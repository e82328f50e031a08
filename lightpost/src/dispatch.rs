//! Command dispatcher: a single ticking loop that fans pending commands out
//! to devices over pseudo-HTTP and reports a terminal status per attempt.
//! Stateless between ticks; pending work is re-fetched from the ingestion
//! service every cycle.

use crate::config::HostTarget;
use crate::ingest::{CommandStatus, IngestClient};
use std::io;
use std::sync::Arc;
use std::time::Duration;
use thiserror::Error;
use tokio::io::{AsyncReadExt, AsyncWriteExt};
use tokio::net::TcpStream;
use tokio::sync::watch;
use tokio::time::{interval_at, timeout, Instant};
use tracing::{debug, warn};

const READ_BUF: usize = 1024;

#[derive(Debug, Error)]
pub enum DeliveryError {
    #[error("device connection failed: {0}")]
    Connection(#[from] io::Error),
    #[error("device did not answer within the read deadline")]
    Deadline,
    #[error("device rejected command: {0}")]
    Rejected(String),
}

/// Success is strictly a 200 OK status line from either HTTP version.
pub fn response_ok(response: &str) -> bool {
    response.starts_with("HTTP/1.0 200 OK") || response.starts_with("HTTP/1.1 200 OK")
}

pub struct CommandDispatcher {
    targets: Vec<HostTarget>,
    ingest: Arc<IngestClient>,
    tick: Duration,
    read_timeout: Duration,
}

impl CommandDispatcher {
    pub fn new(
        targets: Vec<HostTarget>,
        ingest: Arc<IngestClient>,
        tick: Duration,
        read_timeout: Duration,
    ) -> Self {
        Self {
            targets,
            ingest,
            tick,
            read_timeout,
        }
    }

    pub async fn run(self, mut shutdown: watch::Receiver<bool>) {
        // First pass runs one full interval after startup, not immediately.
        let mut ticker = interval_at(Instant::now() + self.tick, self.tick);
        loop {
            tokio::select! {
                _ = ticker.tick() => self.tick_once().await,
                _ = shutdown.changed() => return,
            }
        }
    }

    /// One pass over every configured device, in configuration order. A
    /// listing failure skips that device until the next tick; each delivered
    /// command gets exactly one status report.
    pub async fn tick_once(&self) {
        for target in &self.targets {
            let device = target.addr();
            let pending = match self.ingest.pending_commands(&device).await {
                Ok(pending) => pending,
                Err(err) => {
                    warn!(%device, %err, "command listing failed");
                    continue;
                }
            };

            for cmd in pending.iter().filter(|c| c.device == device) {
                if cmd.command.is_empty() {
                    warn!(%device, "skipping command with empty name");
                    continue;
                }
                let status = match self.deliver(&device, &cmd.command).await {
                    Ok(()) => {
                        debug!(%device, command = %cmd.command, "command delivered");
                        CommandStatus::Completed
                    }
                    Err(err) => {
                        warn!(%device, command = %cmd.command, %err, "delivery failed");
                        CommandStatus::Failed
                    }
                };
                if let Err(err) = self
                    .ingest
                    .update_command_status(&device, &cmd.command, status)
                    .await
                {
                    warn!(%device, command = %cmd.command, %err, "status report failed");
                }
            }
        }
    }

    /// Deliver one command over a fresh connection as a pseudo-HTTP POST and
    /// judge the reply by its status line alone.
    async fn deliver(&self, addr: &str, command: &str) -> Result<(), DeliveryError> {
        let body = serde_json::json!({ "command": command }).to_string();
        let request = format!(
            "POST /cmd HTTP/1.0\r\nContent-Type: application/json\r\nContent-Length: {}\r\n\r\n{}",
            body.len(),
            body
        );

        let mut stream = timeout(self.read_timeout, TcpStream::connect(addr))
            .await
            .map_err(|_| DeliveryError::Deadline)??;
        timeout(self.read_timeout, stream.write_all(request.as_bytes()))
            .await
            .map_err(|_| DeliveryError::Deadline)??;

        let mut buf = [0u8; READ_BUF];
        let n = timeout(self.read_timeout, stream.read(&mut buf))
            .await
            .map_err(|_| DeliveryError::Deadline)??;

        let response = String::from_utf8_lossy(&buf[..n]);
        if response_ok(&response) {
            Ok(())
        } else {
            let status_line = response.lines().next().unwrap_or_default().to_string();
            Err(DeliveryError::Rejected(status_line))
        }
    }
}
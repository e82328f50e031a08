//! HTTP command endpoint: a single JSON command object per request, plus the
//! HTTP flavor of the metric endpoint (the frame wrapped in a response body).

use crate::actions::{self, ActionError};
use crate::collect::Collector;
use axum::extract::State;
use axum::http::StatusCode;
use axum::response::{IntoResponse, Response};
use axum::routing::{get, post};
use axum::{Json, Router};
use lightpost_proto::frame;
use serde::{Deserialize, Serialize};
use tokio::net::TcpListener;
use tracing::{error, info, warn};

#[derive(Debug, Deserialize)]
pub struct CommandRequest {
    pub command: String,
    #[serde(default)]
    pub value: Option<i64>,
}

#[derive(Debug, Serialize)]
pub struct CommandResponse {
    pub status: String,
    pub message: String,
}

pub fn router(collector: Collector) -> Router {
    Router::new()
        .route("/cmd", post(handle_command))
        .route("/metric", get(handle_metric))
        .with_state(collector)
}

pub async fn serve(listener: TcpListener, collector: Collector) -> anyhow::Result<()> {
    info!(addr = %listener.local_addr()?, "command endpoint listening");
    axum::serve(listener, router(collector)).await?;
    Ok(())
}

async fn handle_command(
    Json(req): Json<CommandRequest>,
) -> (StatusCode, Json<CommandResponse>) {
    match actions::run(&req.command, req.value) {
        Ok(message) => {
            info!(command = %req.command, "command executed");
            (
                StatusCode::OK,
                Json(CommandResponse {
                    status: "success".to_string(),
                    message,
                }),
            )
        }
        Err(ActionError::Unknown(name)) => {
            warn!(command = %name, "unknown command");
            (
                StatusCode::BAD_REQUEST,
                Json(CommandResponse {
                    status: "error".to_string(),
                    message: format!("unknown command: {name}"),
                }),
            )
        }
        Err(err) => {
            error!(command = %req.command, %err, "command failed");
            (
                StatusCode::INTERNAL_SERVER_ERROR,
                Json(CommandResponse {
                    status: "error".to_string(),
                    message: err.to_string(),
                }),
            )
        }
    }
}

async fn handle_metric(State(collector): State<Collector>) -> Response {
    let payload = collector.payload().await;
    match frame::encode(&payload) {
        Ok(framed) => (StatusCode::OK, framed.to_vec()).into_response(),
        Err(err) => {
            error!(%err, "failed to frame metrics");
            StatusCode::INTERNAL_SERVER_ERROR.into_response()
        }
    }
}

*To do:* In the entries above, which lines hold the word "format"? Copy them out.

*Task answer:*
        let request = format!(
                    message: format!("unknown command: {name}"),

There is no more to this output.